Office—University of Tulsa, 228 Chapman Hall, 600 S. College Ave., Tulsa, OK 74104. E-mail—[email protected]
Historian, educator, and writer. University of Tulsa, Tulsa, OK, Mary Francis Barnard Professor of 19th-Century American History and co-holder of the Mary Frances Barnard Chair in 19th Century American History; previously assistant professor of history at the University of Northern Iowa.
American Antiquarian Society.
SHEAR book prize, Society for Historians of the Early American Republic, 1999, for Sex and Citizenship in Antebellum America; faculty award for Outstanding Scholarship, University of Northern Iowa, 2000-01.
Sex and Citizenship in Antebellum America, University of North Carolina Press (Chapel Hill, NC), 1998.
(Editor, with Andrew Burstein) Mortal Remains: Death in Early America, University of Pennsylvania Press (Philadelphia, PA), 2003.
Contributor to Le Forme Del Teatro: Contributi Del Gruppo Di Ricerca Sulla Comunicazione Teatrale in Inghilterra, Edizioni di storia e letteratura (Rome, Italy), 1979; contributor to periodicals, including Bio.
Nancy Isenberg is an historian whose interests include history and sex in American politics.

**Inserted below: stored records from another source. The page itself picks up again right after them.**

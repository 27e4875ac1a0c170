//! Service configuration
//!
//! Everything is read from the environment (a `.env` file is loaded first by
//! `main`). Pipeline tuning lives in [`PipelineConfig`], which has sensible
//! defaults so tests can build orchestrators without any environment.

use std::time::Duration;

use courier_channel::{ChannelResult, PhoneNormalizer};
use shared::models::OrderStatus;

type BoxError = Box<dyn std::error::Error + Send + Sync>;

/// Service configuration
#[derive(Debug, Clone)]
pub struct Config {
    /// Environment: development | staging | production
    pub environment: String,
    /// PostgreSQL connection URL
    pub database_url: String,
    /// HTTP port
    pub http_port: u16,
    /// Message channel settings
    pub channel: ChannelConfig,
    /// Pipeline behavior
    pub pipeline: PipelineConfig,
    /// Realtime drivers webhook (disabled when unset)
    pub drivers_webhook_url: Option<String>,
}

/// Message channel (SMS/WhatsApp gateway) settings
#[derive(Debug, Clone)]
pub struct ChannelConfig {
    pub base_url: String,
    /// Bearer credential; sends fail fast when absent
    pub api_token: Option<String>,
    /// Primary send route
    pub send_path: String,
    /// Secondary route tried when the primary fails (empty disables)
    pub fallback_path: Option<String>,
}

/// Pipeline behavior knobs
#[derive(Debug, Clone)]
pub struct PipelineConfig {
    /// Upper bound for one message channel call
    pub channel_timeout: Duration,
    /// Upper bound for driver directory and order lookups
    pub directory_timeout: Duration,
    /// Upper bound for the drivers webhook call
    pub webhook_timeout: Duration,
    /// Status that triggers the driver fan-out
    pub work_available_status: OrderStatus,
    pub phone: PhoneConfig,
}

/// Phone normalization settings
#[derive(Debug, Clone)]
pub struct PhoneConfig {
    pub default_country_code: String,
    /// National trunk prefix (empty disables trunk handling)
    pub trunk_prefix: String,
    pub recognized_codes: Vec<String>,
}

impl Default for PhoneConfig {
    fn default() -> Self {
        Self {
            default_country_code: "241".into(),
            trunk_prefix: "0".into(),
            recognized_codes: vec!["241".into(), "33".into()],
        }
    }
}

impl PhoneConfig {
    pub fn normalizer(&self) -> ChannelResult<PhoneNormalizer> {
        let normalizer = PhoneNormalizer::new(&self.default_country_code)?
            .with_trunk_prefix(&self.trunk_prefix)?
            .with_recognized_codes(&self.recognized_codes)?;
        Ok(normalizer)
    }
}

impl Default for PipelineConfig {
    fn default() -> Self {
        Self {
            channel_timeout: Duration::from_millis(10_000),
            directory_timeout: Duration::from_millis(5_000),
            webhook_timeout: Duration::from_millis(5_000),
            work_available_status: OrderStatus::Preparing,
            phone: PhoneConfig::default(),
        }
    }
}

fn env_or(name: &str, default: &str) -> String {
    std::env::var(name)
        .ok()
        .filter(|s| !s.trim().is_empty())
        .unwrap_or_else(|| default.to_string())
}

fn env_opt(name: &str) -> Option<String> {
    std::env::var(name)
        .ok()
        .map(|s| s.trim().to_string())
        .filter(|s| !s.is_empty())
}

/// Parse a set variable, keeping the default only when it is unset or blank
fn parse_value<T: std::str::FromStr>(
    name: &str,
    raw: Option<String>,
    default: T,
) -> Result<T, BoxError> {
    match raw.as_deref().map(str::trim).filter(|v| !v.is_empty()) {
        None => Ok(default),
        Some(v) => v
            .parse()
            .map_err(|_| BoxError::from(format!("{name} must be an integer, got {v:?}"))),
    }
}

fn env_millis(name: &str, default: u64) -> Result<Duration, BoxError> {
    parse_value(name, std::env::var(name).ok(), default).map(Duration::from_millis)
}

impl Config {
    /// Load configuration from environment variables
    pub fn from_env() -> Result<Self, BoxError> {
        let environment = env_or("ENVIRONMENT", "development");

        let api_token = env_opt("CHANNEL_API_TOKEN");
        if api_token.is_none() && environment != "development" {
            tracing::warn!(
                "CHANNEL_API_TOKEN is not set in {environment}; customer messages will fail"
            );
        }

        let status_value = env_or("DRIVER_WORK_STATUS", OrderStatus::Preparing.as_str());
        let work_available_status = OrderStatus::parse(&status_value)
            .ok_or_else(|| format!("DRIVER_WORK_STATUS has unknown status: {status_value}"))?;

        let phone = PhoneConfig {
            default_country_code: env_or("DEFAULT_COUNTRY_CODE", "241"),
            trunk_prefix: std::env::var("TRUNK_PREFIX").unwrap_or_else(|_| "0".into()),
            recognized_codes: env_or("RECOGNIZED_COUNTRY_CODES", "241,33")
                .split(',')
                .map(|c| c.trim().to_string())
                .filter(|c| !c.is_empty())
                .collect(),
        };
        // Fail at startup rather than on the first dispatch
        phone.normalizer()?;

        Ok(Self {
            database_url: std::env::var("DATABASE_URL").map_err(|_| "DATABASE_URL must be set")?,
            http_port: parse_value("HTTP_PORT", std::env::var("HTTP_PORT").ok(), 8080)?,
            channel: ChannelConfig {
                base_url: env_or("CHANNEL_BASE_URL", "https://api.textchannel.local"),
                api_token,
                send_path: env_or("CHANNEL_SEND_PATH", "/api/send-message"),
                fallback_path: match std::env::var("CHANNEL_FALLBACK_PATH") {
                    Ok(v) if v.trim().is_empty() => None,
                    Ok(v) => Some(v.trim().to_string()),
                    Err(_) => Some("/api/messages".into()),
                },
            },
            pipeline: PipelineConfig {
                channel_timeout: env_millis("CHANNEL_TIMEOUT_MS", 10_000)?,
                directory_timeout: env_millis("DIRECTORY_TIMEOUT_MS", 5_000)?,
                webhook_timeout: env_millis("WEBHOOK_TIMEOUT_MS", 5_000)?,
                work_available_status,
                phone,
            },
            drivers_webhook_url: env_opt("DRIVERS_WEBHOOK_URL"),
            environment,
        })
    }
}
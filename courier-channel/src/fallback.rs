//! Ordered transport strategies
//!
//! Each strategy is tried in turn until one accepts the message. This is a
//! plain strategy list, not retry-with-backoff: every strategy is called at
//! most once per send.

use crate::channel::{ChannelInfo, MessageChannel, SentMessage};
use crate::error::{ChannelError, ChannelResult};
use async_trait::async_trait;
use std::sync::Arc;
use std::time::Duration;
use tracing::warn;

/// Channel trying several strategies in order
#[derive(Clone)]
pub struct FallbackChannel {
    strategies: Vec<Arc<dyn MessageChannel>>,
}

impl FallbackChannel {
    pub fn new(strategies: Vec<Arc<dyn MessageChannel>>) -> Self {
        Self { strategies }
    }
}

impl std::fmt::Debug for FallbackChannel {
    fn fmt(&self, f: &mut std::fmt::Formatter<'_>) -> std::fmt::Result {
        let names: Vec<String> = self.strategies.iter().map(|s| s.info().name).collect();
        f.debug_struct("FallbackChannel")
            .field("strategies", &names)
            .finish()
    }
}

#[async_trait]
impl MessageChannel for FallbackChannel {
    async fn send_text(&self, to: &str, body: &str) -> ChannelResult<SentMessage> {
        let mut last_error = None;

        for (idx, strategy) in self.strategies.iter().enumerate() {
            match strategy.send_text(to, body).await {
                Ok(sent) => return Ok(sent),
                // Credentials are shared by all routes; no point trying the rest
                Err(ChannelError::MissingCredential) => return Err(ChannelError::MissingCredential),
                Err(e) => {
                    warn!(
                        strategy = %strategy.info().name,
                        attempt = idx + 1,
                        remaining = self.strategies.len() - idx - 1,
                        error = %e,
                        "Transport strategy failed"
                    );
                    last_error = Some(e);
                }
            }
        }

        Err(last_error.unwrap_or_else(|| {
            ChannelError::InvalidConfig("No transport strategy configured".to_string())
        }))
    }

    fn info(&self) -> ChannelInfo {
        match self.strategies.first() {
            Some(primary) => {
                let mut info = primary.info();
                info.credentials_configured =
                    self.strategies.iter().all(|s| s.info().credentials_configured);
                info.name = format!("fallback[{}]", self.strategies.len());
                info
            }
            None => ChannelInfo {
                name: "fallback[0]".to_string(),
                base_url: String::new(),
                credentials_configured: false,
            },
        }
    }

    /// Sum of every strategy's budget; unbounded if any strategy is
    fn send_budget(&self) -> Option<Duration> {
        self.strategies
            .iter()
            .map(|s| s.send_budget())
            .sum::<Option<Duration>>()
    }
}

In her first book, Sex and Citizenship in Antebellum America, Isenberg explores the origins of the women's rights movement and the various events and ideas that occurred in Antebellum America prior to the Civil War that the author believes laid the foundation for modern feminism. Noting that the author ‘sheds entirely new light on this important chapter in women's political history in the United States,’ Journal of Interdisciplinary History contributor Mari Jo Buhle went on to write that the author ‘proceeds to examine feminists' attempts to comprehend the meaning of equality in light of their unique status as American citizens who, nevertheless, constituted a legally disfranchised or disabled caste."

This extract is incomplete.